=== TASK TO COMPLETE ===
Give the number of lines in the data below where the word "haystack" appears, and nothing besides.

=== MATERIAL PROVIDED ===
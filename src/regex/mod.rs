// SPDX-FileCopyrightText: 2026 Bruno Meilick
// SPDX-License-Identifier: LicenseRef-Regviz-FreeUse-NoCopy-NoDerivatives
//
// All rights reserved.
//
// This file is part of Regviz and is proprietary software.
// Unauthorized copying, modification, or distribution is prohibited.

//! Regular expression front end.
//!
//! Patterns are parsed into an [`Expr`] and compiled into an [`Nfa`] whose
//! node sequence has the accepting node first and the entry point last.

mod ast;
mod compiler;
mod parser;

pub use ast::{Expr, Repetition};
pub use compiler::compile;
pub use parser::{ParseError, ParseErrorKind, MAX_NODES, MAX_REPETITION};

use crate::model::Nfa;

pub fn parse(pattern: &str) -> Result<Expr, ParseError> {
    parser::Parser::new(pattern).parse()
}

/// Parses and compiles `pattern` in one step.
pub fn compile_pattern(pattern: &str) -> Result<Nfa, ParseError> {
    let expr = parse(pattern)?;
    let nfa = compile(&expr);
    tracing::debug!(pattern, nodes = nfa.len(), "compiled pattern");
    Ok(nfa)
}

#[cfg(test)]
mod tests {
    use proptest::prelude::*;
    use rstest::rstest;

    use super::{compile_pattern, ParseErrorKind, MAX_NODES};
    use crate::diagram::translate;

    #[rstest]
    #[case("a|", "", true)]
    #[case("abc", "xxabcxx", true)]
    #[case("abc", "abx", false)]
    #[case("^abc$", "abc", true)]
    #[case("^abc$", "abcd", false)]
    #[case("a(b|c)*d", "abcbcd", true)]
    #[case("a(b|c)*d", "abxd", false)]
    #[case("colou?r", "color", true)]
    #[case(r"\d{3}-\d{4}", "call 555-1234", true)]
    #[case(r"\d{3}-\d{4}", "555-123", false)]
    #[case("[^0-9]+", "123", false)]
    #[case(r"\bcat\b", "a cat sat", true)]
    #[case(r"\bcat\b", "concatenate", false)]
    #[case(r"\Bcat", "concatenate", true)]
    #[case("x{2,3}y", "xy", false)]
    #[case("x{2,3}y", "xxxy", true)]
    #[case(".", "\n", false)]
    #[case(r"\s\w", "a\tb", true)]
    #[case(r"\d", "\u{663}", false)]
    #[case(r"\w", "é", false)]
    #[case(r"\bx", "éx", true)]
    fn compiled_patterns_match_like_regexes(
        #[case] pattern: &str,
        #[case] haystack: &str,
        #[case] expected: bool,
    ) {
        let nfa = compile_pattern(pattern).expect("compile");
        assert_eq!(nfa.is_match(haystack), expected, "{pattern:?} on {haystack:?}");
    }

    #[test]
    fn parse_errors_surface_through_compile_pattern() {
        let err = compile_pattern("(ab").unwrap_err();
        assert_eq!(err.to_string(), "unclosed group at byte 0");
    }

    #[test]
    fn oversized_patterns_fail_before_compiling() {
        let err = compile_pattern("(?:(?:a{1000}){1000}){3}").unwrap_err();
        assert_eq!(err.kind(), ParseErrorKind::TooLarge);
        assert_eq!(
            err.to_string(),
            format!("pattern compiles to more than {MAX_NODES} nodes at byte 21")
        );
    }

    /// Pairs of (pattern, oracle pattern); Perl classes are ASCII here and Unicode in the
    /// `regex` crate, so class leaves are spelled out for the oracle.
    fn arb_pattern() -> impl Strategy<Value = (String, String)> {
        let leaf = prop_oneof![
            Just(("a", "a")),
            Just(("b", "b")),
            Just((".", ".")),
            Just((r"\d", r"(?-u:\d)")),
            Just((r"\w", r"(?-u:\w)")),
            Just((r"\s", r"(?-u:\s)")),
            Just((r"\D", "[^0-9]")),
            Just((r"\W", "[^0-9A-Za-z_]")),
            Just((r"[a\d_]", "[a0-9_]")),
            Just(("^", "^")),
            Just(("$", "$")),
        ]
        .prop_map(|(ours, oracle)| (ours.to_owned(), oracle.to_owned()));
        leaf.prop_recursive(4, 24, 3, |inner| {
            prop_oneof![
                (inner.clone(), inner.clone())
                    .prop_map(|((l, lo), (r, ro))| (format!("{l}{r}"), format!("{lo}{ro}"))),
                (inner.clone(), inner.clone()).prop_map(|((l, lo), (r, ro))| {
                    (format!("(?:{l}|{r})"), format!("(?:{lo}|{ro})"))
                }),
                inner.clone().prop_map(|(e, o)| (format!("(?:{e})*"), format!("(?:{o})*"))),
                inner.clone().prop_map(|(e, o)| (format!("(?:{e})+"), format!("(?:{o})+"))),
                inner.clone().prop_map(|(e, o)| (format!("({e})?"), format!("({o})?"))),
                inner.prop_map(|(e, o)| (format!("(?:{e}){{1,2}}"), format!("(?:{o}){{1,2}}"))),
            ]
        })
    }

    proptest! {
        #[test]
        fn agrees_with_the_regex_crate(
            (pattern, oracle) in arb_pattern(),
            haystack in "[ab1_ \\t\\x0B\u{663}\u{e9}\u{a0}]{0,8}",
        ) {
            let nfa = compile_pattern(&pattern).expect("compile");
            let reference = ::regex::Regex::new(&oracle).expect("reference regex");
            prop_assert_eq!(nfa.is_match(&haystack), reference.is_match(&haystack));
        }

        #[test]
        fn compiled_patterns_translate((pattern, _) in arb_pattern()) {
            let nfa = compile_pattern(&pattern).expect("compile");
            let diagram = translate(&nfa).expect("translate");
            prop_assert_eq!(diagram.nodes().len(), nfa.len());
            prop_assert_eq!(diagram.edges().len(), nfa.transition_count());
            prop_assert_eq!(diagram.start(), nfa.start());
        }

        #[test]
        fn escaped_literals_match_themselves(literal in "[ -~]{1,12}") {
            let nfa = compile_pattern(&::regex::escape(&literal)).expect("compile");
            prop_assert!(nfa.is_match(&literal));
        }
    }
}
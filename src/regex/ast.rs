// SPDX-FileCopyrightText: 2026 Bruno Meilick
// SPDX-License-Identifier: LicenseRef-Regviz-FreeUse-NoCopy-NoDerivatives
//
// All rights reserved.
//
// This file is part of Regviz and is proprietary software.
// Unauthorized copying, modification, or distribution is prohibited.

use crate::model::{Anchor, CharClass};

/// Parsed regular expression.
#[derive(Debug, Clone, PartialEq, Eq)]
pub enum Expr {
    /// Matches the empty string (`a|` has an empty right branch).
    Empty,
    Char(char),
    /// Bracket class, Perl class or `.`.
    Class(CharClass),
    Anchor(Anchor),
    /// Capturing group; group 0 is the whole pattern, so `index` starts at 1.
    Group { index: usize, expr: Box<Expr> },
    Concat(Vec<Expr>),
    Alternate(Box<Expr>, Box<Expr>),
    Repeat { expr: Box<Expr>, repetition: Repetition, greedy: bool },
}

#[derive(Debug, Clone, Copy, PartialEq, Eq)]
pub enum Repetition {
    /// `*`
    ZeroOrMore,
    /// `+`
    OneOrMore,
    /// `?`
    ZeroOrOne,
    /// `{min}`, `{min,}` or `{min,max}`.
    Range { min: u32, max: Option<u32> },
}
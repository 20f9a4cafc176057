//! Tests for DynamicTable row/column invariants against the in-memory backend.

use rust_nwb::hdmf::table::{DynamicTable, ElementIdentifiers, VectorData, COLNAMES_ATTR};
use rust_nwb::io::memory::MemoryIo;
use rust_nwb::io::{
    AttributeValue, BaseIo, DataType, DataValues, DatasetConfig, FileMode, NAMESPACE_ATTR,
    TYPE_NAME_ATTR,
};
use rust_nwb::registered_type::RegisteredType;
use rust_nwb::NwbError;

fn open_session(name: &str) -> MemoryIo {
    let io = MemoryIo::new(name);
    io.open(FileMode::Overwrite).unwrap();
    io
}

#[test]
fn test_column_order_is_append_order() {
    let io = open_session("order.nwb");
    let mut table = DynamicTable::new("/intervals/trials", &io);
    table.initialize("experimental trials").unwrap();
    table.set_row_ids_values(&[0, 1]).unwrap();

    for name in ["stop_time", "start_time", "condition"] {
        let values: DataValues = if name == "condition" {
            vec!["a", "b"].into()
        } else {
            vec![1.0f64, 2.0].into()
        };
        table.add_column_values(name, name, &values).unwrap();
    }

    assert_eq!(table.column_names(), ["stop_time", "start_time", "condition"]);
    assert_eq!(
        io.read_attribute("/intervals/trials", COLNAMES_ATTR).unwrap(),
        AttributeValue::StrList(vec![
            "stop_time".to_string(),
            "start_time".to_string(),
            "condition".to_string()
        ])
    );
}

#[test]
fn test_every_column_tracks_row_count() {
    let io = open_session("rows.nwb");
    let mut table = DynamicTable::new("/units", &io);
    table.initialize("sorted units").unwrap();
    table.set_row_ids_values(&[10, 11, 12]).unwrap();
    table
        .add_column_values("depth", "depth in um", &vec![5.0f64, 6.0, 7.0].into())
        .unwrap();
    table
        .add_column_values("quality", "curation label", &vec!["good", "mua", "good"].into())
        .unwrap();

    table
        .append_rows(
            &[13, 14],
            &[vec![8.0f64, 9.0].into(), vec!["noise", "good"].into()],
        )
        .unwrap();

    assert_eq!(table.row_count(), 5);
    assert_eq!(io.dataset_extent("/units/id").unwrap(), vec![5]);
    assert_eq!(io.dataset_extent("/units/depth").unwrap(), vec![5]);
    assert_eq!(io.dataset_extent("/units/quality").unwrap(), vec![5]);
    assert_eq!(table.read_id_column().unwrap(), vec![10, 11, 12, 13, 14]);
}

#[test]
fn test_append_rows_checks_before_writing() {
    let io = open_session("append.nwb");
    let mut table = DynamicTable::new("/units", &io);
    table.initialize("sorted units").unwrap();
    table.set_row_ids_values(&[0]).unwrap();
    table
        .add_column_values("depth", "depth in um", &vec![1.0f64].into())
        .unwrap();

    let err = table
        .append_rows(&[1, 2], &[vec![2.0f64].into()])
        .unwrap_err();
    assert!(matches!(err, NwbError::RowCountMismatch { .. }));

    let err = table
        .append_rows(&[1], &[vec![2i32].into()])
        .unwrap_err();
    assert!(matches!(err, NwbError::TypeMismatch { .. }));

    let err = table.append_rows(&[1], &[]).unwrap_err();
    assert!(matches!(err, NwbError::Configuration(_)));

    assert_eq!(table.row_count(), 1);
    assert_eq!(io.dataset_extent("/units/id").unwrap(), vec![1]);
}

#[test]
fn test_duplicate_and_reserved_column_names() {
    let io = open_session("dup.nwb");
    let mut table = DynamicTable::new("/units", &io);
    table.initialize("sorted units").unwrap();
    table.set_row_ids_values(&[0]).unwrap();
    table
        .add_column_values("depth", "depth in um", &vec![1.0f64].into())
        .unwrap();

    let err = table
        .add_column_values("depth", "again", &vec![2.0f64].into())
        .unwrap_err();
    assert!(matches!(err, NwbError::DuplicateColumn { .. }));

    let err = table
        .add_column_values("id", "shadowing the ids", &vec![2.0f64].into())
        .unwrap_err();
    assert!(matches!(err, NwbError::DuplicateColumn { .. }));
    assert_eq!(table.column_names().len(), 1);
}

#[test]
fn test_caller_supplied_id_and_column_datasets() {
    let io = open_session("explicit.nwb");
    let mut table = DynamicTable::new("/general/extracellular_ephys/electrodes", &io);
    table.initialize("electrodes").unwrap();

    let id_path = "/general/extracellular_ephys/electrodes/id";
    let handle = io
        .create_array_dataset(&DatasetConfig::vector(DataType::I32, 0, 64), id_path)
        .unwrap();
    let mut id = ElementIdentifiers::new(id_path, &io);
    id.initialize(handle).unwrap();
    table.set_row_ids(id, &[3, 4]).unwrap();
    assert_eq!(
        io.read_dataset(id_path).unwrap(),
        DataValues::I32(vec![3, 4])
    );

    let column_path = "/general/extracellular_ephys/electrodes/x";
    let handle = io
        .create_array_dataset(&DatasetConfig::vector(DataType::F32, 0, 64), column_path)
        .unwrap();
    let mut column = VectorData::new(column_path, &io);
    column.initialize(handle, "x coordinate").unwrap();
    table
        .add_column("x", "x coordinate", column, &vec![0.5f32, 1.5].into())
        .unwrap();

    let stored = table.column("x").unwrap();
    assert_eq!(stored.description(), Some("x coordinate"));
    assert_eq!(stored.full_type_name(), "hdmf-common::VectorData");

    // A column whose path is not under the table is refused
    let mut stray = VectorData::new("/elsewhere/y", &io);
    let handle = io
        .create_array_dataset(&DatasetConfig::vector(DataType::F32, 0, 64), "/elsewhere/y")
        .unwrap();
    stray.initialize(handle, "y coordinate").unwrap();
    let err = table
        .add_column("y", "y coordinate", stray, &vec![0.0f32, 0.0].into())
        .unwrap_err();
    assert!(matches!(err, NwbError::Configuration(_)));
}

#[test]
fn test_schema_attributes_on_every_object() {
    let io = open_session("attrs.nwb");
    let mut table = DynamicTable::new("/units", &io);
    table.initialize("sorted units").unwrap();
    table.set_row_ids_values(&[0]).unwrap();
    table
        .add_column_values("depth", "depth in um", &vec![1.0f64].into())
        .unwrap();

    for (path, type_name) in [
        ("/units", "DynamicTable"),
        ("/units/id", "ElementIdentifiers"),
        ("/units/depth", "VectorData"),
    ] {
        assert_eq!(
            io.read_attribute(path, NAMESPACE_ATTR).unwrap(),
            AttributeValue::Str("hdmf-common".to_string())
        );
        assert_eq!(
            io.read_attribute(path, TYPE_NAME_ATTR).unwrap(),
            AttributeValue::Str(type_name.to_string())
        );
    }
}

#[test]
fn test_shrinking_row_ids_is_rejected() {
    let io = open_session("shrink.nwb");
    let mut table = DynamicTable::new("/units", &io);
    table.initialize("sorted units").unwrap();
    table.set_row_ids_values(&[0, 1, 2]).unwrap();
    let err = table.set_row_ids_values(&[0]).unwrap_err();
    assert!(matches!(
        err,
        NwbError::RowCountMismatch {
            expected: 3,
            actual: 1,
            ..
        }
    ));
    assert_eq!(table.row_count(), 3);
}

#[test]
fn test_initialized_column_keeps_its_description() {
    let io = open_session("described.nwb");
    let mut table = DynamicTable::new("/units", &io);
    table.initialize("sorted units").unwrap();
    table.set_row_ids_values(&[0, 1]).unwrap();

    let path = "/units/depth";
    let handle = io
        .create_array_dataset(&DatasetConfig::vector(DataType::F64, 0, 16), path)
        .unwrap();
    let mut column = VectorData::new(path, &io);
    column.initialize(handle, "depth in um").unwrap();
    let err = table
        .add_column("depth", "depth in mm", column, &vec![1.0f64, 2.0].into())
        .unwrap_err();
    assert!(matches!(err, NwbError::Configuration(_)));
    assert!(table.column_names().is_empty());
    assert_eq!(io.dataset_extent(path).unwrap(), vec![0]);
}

=== YOUR RESPONSE ===
4